Woodblock Print Winter Cards

WC1 (1935)

WC2-0 (LK3-12) (1936)

WC2 (1936 Yuasa version)

WC2 (1936 Morikawa version)

WC3A (1937)

WC3B (1937)


WC4 (edition II)


WC5 (edition II)


later inside greeting

Currently seven winter card designs are known, although it remains possible that there could be additional designs. The designs cover a wide variety of styles and subjects, but all include snow. The initial publication dates are documented for the first four designs in 1935, 1936, and 1937, and all four were commissions facilitated by Masao Morikawa (see below). The other three designs were also likely Morikawa commissions, but their sequence ordering and dating is conjectural. Almost certainly they were produced for one or more of the winters of 1938, 1939, and 1940.

WC1 and WC2 are each known in two contemporary versions distinguished only by secondarily added or associated texts. WC3A and WC3B have related numbers because they were published in the same year and not because the designs are otherwise related. WC4 and WC5 are each known from two sequential editions. Only one version of WC7 is known.

The prototype paintings for all but one of the designs have not yet been located. WC2 was produced from the original painting LK3-12 (see section below). Because that painting is simultaneously both a member of its painting series and also the prototype for a woodblock print, it has two numbers. In its role as a woodblock print model it takes its other numbering from its woodblock print, WC2-0. WC2 is also the only winter card in a horizontal format; all of the others are vertical.

Producing the winter card designs required many fewer impressions than Rakusan's typical woodblock prints. Therefore, after World War II and well into the early 1950s Rakusan was able to reprint many small batches of these designs for sale and to present as guest gifts. WC2 and WC3B are not currently known to have ever been reprinted, but the other designs with more familiar subjects were reprinted many times and in large numbers.

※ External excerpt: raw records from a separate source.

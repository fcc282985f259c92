//! HTTP request representation handed from connectors to the dispatch layer.

use masking::{ErasedMaskSerialize, Maskable, Secret};
use serde::{Deserialize, Serialize};

use crate::ext_traits::url_encode_nested_value;

/// Headers, with per-header masking for sensitive values.
pub type Headers = std::collections::HashSet<(String, Maskable<String>)>;

#[derive(
    Clone, Copy, Debug, Eq, PartialEq, Deserialize, Serialize, strum::Display, strum::EnumString,
)]
#[serde(rename_all = "UPPERCASE")]
#[strum(serialize_all = "UPPERCASE")]
pub enum Method {
    Get,
    Post,
    Put,
    Delete,
    Patch,
}

/// Request body, type-erased so that connectors can hand over their own
/// serializable types together with the wire encoding to use.
pub enum RequestContent {
    /// Serialize the body as JSON.
    Json(Box<dyn ErasedMaskSerialize + Send>),
    /// Serialize the body as form-url-encoded key-value pairs, expanding
    /// nested mappings into bracketed keys.
    FormUrlEncoded(Box<dyn ErasedMaskSerialize + Send>),
}

impl std::fmt::Debug for RequestContent {
    fn fmt(&self, f: &mut std::fmt::Formatter<'_>) -> std::fmt::Result {
        f.write_str(match self {
            Self::Json(_) => "JsonRequestBody",
            Self::FormUrlEncoded(_) => "FormUrlEncodedRequestBody",
        })
    }
}

impl RequestContent {
    /// Render the body to its wire representation.
    pub fn get_inner_value(&self) -> Secret<String> {
        match self {
            Self::Json(body) => serde_json::to_string(&body).unwrap_or_default().into(),
            Self::FormUrlEncoded(body) => serde_json::to_value(&body)
                .map(|value| url_encode_nested_value(&value))
                .unwrap_or_default()
                .into(),
        }
    }

    /// The `Content-Type` header value matching the encoding.
    pub fn get_content_type(&self) -> &'static str {
        match self {
            Self::Json(_) => "application/json",
            Self::FormUrlEncoded(_) => "application/x-www-form-urlencoded",
        }
    }
}

fn default_request_headers() -> [(String, Maskable<String>); 1] {
    [("via".to_string(), "Switcher".to_string().into())]
}

#[derive(Debug)]
pub struct Request {
    pub url: String,
    pub headers: Headers,
    pub method: Method,
    pub body: Option<RequestContent>,
}

impl Request {
    pub fn new(method: Method, url: &str) -> Self {
        Self {
            method,
            url: String::from(url),
            headers: std::collections::HashSet::new(),
            body: None,
        }
    }

    pub fn set_body<T: Into<RequestContent>>(&mut self, body: T) {
        self.body.replace(body.into());
    }

    pub fn add_default_headers(&mut self) {
        self.headers.extend(default_request_headers());
    }

    pub fn add_header(&mut self, header: &str, value: Maskable<String>) {
        self.headers.insert((String::from(header), value));
    }
}

#[derive(Debug)]
pub struct RequestBuilder {
    pub url: String,
    pub headers: Headers,
    pub method: Method,
    pub body: Option<RequestContent>,
}

impl RequestBuilder {
    pub fn new() -> Self {
        Self {
            method: Method::Get,
            url: String::with_capacity(1024),
            headers: std::collections::HashSet::new(),
            body: None,
        }
    }

    pub fn url(mut self, url: &str) -> Self {
        self.url = url.into();
        self
    }

    pub fn method(mut self, method: Method) -> Self {
        self.method = method;
        self
    }

    pub fn attach_default_headers(mut self) -> Self {
        self.headers.extend(default_request_headers());
        self
    }

    pub fn header(mut self, header: &str, value: &str) -> Self {
        self.headers.insert((header.into(), value.into()));
        self
    }

    pub fn headers(mut self, headers: Vec<(String, Maskable<String>)>) -> Self {
        self.headers.extend(headers);
        self
    }

    pub fn set_body<T: Into<RequestContent>>(mut self, body: T) -> Self {
        self.body.replace(body.into());
        self
    }

    pub fn build(self) -> Request {
        Request {
            method: self.method,
            url: self.url,
            headers: self.headers,
            body: self.body,
        }
    }
}

impl Default for RequestBuilder {
    fn default() -> Self {
        Self::new()
    }
}

#[cfg(test)]
mod tests {
    #![allow(clippy::unwrap_used)]

    use masking::Mask;

    use super::*;

    #[derive(serde::Serialize)]
    struct Body {
        reference: String,
        token: masking::Secret<String>,
    }

    #[test]
    fn json_body_round_trip() {
        let content = RequestContent::Json(Box::new(Body {
            reference: "ref-1".to_string(),
            token: masking::Secret::new("tok".to_string()),
        }));

        let rendered = content.get_inner_value();
        let value: serde_json::Value =
            serde_json::from_str(masking::PeekInterface::peek(&rendered)).unwrap();
        assert_eq!(value["reference"], "ref-1");
        // serialization for the wire exposes the secret
        assert_eq!(value["token"], "tok");
    }

    #[test]
    fn request_builder_collects_headers() {
        let request = RequestBuilder::new()
            .method(Method::Post)
            .url("https://example.com/v1/transactions")
            .attach_default_headers()
            .headers(vec![(
                "Authorization".to_string(),
                "Bearer token".to_string().into_masked(),
            )])
            .build();

        assert_eq!(request.method, Method::Post);
        assert_eq!(request.headers.len(), 2);
    }
}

All of the winter card woodblock prints are very small. Including margins the prints measure approximately 12 x 14 cm (4.5 x 5.5 inches). The prints were distributed tipped onto the fronts of various card stocks. The earlier card stock was a plain white or cream-colored paper, with or without an embossed, recessed well for the print. Later post-war card stock was one of two fancy papers with inclusions within the paper and/or overprinted brocade patterns. A typical interior of the later cards showing the later woodblock-printed greeting and authorship statement is also included here.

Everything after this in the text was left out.